REQUIREMENT -> Return the data below exactly, but only from the line containing "filename src/codec.rs" through the line containing "pub const BLOCK_END: &str", with both of those lines included.

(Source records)
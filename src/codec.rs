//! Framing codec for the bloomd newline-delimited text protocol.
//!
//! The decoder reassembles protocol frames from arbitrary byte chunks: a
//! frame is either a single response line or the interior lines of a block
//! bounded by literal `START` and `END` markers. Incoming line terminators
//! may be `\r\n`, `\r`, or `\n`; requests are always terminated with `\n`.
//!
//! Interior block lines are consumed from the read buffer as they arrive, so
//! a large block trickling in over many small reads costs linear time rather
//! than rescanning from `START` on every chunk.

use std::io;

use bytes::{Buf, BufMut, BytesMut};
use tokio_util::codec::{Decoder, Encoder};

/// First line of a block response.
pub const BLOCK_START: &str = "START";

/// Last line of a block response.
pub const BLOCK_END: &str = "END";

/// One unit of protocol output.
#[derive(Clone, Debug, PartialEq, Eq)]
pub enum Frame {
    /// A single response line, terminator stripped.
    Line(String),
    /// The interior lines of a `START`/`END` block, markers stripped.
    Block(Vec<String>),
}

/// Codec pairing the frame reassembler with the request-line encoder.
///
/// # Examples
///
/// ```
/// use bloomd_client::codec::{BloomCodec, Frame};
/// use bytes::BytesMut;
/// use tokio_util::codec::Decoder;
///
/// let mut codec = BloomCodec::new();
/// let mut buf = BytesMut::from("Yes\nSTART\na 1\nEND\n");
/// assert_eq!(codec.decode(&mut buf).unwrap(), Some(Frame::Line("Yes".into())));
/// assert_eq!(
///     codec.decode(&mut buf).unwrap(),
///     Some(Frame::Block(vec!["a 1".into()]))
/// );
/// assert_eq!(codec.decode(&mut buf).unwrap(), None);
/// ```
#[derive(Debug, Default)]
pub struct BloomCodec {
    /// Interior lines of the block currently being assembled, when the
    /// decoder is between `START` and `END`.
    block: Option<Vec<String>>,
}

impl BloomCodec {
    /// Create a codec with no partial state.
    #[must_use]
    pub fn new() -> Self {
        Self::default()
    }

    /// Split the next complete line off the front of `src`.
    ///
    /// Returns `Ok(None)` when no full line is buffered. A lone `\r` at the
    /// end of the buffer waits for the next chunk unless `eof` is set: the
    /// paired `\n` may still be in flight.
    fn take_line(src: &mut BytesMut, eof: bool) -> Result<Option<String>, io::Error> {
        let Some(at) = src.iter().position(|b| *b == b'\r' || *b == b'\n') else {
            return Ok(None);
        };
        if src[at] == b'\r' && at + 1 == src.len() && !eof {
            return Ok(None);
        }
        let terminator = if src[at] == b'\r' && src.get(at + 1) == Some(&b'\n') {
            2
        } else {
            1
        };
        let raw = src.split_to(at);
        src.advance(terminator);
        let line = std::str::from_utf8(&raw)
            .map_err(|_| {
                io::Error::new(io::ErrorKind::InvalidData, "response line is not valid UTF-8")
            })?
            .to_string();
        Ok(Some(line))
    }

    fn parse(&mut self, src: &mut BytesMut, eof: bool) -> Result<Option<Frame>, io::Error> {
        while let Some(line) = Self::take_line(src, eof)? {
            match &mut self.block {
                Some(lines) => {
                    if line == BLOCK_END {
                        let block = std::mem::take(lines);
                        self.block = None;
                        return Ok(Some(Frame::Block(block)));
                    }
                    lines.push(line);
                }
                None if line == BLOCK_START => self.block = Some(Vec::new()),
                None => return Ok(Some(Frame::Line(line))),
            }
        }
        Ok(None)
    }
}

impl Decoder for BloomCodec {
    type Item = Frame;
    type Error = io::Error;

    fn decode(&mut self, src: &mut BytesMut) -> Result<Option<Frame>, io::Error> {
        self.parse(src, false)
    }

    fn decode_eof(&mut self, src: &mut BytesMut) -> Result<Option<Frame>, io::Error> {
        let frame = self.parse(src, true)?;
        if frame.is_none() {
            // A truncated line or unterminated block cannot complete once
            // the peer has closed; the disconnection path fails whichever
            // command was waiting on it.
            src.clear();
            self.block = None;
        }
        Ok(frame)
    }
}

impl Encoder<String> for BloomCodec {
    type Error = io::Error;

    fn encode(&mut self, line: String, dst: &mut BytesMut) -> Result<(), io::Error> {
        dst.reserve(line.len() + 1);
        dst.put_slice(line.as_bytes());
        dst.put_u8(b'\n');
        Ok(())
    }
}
...
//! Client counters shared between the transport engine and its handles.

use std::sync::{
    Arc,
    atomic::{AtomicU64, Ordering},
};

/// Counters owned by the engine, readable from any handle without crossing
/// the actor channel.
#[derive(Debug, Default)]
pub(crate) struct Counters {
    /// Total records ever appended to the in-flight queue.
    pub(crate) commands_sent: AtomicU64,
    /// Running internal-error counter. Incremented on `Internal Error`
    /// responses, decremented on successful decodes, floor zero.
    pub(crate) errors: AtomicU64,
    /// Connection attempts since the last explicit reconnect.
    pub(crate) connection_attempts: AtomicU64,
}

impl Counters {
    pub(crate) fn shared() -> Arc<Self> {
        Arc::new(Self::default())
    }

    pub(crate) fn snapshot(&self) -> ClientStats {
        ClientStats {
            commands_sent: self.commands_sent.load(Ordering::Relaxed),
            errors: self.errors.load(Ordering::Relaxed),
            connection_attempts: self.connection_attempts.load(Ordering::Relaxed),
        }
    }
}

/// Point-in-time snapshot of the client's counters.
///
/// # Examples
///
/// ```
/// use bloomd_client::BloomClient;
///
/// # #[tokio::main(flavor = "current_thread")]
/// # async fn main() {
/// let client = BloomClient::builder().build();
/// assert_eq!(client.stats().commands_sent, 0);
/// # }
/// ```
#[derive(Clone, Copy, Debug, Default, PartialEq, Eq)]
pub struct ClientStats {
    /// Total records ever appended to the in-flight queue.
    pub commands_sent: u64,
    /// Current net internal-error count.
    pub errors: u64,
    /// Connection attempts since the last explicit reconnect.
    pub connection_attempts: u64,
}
---
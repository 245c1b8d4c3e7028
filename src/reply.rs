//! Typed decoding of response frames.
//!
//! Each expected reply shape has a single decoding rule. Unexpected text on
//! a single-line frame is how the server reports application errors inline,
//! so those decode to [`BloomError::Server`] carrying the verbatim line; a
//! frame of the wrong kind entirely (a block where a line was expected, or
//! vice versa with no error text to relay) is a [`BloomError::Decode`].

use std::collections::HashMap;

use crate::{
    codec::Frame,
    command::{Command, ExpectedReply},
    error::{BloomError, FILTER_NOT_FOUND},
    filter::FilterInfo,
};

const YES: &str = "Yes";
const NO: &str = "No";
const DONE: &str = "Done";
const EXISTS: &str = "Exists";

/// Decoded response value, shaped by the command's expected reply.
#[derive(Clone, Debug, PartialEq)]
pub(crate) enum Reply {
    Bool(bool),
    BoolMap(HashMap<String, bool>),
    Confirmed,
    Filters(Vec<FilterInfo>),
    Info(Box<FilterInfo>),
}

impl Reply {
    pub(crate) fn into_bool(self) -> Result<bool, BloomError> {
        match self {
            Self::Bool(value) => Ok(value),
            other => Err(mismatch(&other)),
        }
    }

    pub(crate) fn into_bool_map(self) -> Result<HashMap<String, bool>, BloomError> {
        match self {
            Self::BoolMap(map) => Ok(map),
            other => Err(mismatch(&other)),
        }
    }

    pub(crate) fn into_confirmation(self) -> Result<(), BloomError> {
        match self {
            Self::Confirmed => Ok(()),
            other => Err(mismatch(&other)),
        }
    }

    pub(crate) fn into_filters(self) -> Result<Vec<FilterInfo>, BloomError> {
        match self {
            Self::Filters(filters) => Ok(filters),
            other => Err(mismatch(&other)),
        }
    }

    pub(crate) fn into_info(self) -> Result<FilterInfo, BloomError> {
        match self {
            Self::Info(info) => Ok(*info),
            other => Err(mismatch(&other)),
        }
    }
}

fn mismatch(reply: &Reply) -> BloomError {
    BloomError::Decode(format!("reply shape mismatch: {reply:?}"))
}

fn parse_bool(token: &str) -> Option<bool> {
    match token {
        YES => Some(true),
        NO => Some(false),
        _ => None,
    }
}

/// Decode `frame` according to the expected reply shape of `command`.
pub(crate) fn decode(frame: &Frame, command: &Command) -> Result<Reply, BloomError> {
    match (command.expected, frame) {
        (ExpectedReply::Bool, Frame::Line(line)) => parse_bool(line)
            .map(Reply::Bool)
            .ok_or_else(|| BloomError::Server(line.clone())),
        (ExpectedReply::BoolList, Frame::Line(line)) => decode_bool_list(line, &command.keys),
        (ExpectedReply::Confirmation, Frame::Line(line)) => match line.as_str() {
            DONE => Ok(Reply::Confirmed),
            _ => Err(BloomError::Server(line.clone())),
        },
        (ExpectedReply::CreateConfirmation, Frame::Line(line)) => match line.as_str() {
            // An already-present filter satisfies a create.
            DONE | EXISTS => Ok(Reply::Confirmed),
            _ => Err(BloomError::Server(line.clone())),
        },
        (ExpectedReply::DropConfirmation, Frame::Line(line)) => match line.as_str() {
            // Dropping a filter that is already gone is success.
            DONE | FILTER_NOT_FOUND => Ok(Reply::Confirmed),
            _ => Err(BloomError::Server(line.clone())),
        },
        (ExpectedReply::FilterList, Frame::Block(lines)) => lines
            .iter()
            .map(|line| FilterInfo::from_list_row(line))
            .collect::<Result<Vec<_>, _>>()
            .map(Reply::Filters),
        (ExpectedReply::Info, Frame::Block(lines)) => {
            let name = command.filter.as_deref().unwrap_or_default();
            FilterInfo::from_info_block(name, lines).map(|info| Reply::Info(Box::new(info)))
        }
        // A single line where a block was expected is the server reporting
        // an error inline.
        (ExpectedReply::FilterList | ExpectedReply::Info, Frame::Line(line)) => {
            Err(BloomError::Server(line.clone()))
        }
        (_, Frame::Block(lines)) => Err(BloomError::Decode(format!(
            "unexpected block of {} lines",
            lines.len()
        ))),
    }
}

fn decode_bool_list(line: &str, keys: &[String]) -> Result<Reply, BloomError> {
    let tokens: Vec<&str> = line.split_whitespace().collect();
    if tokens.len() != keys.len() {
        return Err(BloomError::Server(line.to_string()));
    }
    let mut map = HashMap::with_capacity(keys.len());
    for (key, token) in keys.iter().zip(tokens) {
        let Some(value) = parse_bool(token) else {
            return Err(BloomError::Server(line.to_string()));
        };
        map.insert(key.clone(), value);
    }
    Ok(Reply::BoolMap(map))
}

OUTPUT OF THE EXERCISE ->
filename src/codec.rs
//! Framing codec for the bloomd newline-delimited text protocol.
//!
//! The decoder reassembles protocol frames from arbitrary byte chunks: a
//! frame is either a single response line or the interior lines of a block
//! bounded by literal `START` and `END` markers. Incoming line terminators
//! may be `\r\n`, `\r`, or `\n`; requests are always terminated with `\n`.
//!
//! Interior block lines are consumed from the read buffer as they arrive, so
//! a large block trickling in over many small reads costs linear time rather
//! than rescanning from `START` on every chunk.

use std::io;

use bytes::{Buf, BufMut, BytesMut};
use tokio_util::codec::{Decoder, Encoder};

/// First line of a block response.
pub const BLOCK_START: &str = "START";

/// Last line of a block response.
pub const BLOCK_END: &str = "END";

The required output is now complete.